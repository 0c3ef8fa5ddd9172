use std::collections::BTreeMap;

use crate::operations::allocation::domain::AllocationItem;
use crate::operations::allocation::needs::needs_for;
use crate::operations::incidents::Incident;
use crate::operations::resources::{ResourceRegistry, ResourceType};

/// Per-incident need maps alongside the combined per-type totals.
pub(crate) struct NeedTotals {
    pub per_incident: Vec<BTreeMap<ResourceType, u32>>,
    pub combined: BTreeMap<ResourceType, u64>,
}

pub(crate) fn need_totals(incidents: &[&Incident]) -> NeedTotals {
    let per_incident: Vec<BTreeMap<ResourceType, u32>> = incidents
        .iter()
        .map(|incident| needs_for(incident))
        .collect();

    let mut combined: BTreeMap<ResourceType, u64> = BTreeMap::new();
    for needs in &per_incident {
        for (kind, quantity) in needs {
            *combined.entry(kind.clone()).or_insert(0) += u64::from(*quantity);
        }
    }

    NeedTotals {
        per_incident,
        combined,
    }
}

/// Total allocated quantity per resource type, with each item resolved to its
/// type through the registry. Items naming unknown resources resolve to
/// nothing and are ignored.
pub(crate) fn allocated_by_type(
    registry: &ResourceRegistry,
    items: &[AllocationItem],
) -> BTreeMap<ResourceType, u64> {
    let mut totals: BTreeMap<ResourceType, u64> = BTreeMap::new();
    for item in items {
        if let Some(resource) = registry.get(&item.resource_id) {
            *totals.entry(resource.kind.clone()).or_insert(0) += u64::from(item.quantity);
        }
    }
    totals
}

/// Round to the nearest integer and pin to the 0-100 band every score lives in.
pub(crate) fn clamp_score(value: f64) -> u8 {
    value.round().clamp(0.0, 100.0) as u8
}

...

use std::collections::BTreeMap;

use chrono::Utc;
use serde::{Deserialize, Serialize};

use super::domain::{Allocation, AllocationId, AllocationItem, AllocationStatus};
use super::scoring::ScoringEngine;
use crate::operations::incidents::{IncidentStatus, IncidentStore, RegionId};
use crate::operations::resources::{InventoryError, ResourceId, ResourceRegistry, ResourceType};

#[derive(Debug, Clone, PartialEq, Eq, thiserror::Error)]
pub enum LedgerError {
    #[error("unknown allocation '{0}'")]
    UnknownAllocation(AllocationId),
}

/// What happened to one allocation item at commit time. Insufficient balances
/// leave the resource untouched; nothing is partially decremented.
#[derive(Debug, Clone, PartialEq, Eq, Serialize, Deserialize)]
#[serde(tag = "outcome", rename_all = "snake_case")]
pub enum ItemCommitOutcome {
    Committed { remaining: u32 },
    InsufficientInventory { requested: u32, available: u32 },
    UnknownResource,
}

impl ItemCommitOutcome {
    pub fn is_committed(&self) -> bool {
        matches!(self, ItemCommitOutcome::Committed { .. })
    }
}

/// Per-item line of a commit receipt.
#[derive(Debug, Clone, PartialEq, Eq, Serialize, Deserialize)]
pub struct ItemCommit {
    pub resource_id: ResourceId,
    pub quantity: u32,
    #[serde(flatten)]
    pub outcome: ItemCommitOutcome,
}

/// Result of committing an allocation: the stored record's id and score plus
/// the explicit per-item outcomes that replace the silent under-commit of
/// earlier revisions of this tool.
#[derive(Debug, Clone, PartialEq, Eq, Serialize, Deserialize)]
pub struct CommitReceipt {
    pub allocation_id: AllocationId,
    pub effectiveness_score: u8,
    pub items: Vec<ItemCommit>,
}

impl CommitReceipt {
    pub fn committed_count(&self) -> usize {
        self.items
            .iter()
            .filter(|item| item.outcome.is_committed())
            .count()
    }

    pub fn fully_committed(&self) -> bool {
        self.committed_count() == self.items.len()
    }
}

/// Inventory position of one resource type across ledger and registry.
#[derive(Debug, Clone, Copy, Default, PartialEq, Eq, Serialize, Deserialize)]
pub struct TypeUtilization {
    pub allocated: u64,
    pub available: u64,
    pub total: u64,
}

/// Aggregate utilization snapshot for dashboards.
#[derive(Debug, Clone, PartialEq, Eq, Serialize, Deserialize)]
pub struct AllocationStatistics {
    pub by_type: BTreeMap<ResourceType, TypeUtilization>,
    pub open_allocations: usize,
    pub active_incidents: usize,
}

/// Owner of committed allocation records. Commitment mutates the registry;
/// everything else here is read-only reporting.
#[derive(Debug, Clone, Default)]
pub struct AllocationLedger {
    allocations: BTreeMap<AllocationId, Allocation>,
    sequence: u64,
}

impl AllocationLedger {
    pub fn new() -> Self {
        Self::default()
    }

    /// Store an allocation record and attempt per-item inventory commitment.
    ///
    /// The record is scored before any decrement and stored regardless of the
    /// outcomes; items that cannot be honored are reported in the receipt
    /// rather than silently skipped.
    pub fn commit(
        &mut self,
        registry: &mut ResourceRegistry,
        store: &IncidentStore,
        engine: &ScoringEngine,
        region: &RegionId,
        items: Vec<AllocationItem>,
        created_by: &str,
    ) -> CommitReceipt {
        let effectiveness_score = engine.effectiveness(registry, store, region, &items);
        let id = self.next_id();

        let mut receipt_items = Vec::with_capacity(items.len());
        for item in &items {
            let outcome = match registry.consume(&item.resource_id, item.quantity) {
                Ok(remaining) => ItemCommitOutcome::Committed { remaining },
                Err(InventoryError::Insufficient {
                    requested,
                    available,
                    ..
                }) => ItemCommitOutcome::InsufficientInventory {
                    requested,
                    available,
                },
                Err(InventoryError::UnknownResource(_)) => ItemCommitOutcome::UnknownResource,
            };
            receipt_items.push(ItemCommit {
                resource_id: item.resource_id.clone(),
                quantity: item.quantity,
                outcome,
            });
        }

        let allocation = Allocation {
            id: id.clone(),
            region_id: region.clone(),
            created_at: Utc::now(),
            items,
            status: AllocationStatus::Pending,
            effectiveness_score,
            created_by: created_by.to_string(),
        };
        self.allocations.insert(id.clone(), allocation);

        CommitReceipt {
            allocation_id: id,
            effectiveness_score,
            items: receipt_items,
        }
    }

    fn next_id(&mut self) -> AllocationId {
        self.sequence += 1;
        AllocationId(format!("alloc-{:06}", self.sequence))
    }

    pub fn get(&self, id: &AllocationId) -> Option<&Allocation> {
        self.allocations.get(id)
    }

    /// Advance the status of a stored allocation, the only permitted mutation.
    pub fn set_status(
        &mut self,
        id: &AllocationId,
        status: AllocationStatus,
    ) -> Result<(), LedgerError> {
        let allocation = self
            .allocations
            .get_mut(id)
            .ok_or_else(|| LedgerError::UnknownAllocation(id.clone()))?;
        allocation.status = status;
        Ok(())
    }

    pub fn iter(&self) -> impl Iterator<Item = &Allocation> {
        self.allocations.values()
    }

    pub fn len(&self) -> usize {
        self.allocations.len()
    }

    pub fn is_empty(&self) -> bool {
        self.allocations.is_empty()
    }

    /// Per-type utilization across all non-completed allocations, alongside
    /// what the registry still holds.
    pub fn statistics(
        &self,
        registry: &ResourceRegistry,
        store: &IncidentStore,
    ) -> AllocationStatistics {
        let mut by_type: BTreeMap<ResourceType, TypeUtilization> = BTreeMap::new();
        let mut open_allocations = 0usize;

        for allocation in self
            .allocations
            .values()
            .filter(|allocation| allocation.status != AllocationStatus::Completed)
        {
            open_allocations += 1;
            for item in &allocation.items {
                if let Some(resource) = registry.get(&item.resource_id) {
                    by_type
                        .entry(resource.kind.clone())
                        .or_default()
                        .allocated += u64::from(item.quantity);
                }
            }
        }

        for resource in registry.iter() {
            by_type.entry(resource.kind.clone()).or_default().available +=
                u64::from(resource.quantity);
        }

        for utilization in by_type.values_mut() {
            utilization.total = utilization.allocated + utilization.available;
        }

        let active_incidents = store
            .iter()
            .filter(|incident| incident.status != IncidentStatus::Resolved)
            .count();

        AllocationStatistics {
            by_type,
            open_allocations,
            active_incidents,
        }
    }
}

---

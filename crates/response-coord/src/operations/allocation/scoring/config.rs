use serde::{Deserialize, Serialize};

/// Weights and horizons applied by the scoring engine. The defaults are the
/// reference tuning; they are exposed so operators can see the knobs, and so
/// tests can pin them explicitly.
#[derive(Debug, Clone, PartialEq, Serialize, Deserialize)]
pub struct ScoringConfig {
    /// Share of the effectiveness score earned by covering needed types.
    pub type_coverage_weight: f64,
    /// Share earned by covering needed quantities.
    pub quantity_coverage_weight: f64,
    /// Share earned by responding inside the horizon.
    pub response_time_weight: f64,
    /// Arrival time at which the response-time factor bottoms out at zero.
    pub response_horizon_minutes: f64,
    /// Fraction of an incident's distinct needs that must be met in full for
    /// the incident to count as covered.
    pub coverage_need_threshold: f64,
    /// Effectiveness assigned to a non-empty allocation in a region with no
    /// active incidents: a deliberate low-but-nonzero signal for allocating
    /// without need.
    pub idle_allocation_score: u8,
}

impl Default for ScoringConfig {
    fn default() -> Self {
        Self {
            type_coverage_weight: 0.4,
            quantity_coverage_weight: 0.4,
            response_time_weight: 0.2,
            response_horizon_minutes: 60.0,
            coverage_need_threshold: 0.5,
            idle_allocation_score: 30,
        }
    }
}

### Task to complete
Copy each line of the records containing the string "alongside".

### Answer box
/// Per-incident need maps alongside the combined per-type totals.
    /// Per-type utilization across all non-completed allocations, alongside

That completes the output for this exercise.